Count every line in the records below that contains the string "Arrow". Report that number alone.

Dataset entries

========================================

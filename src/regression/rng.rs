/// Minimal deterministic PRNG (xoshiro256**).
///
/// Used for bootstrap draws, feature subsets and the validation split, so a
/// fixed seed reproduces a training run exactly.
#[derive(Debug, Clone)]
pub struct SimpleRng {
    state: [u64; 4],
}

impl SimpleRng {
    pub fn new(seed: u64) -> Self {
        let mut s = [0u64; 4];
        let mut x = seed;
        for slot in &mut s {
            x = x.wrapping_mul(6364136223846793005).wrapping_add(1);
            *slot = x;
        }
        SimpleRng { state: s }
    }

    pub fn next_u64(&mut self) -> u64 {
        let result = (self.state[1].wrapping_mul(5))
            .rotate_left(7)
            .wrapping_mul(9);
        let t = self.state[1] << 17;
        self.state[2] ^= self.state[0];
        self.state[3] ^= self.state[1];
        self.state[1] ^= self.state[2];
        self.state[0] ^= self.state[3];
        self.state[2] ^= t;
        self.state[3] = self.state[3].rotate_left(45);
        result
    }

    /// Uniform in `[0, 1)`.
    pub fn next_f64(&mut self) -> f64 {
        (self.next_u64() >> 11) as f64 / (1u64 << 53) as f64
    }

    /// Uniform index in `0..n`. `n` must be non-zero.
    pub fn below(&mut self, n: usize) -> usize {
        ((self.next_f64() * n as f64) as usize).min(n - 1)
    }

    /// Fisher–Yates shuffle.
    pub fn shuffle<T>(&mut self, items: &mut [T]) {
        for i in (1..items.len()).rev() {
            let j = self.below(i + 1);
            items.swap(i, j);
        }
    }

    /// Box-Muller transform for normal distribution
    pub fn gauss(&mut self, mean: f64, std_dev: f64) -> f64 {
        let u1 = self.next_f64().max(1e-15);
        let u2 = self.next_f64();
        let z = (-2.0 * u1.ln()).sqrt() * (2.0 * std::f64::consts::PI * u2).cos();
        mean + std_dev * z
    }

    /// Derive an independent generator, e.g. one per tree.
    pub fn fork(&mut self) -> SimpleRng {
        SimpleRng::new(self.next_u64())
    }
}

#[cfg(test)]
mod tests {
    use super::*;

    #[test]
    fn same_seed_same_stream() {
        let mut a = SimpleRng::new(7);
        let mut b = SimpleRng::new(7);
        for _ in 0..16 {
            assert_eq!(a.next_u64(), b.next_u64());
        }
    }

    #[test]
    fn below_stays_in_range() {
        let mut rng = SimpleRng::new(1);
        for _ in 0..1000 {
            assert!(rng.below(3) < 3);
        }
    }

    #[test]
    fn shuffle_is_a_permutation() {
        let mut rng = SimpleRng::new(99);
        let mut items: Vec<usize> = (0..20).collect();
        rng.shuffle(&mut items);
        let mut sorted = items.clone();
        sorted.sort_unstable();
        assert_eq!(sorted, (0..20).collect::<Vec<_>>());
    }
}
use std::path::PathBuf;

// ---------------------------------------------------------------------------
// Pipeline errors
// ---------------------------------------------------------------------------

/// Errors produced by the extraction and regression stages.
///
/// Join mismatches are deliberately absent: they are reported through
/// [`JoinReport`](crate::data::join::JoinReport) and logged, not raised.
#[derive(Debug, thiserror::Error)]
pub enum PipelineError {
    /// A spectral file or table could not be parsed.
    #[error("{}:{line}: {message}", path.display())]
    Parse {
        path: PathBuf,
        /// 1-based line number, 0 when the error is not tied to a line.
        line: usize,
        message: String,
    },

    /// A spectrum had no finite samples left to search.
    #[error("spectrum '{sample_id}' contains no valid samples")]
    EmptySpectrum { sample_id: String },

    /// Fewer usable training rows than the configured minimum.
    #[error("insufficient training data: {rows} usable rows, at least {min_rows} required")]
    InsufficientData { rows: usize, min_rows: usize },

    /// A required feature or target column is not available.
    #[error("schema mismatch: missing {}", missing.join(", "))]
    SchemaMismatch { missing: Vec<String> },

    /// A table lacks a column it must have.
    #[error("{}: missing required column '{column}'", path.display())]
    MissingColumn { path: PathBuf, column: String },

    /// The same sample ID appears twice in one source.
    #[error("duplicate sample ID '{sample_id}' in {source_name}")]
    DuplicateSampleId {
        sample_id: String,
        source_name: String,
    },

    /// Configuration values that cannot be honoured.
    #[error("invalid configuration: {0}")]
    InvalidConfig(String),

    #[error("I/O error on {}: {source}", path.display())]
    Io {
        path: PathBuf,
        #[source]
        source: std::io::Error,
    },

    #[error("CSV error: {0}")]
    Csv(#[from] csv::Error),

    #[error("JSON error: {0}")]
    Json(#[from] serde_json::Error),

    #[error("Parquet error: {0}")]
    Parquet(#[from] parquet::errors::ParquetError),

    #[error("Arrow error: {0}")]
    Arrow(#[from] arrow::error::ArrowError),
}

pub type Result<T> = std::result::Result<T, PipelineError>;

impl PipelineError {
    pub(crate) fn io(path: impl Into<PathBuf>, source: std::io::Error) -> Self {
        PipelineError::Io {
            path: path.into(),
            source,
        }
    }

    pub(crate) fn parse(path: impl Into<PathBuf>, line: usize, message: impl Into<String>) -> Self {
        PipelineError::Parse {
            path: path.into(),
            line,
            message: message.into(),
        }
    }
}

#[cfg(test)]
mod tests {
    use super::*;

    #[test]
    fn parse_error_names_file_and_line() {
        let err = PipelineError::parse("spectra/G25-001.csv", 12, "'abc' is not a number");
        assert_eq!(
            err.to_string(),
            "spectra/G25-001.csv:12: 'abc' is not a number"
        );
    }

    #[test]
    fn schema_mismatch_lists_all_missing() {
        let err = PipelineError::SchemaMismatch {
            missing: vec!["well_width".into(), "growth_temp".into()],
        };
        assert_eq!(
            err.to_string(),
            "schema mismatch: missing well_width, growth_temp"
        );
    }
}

========================================

**Response to the exercise:** 2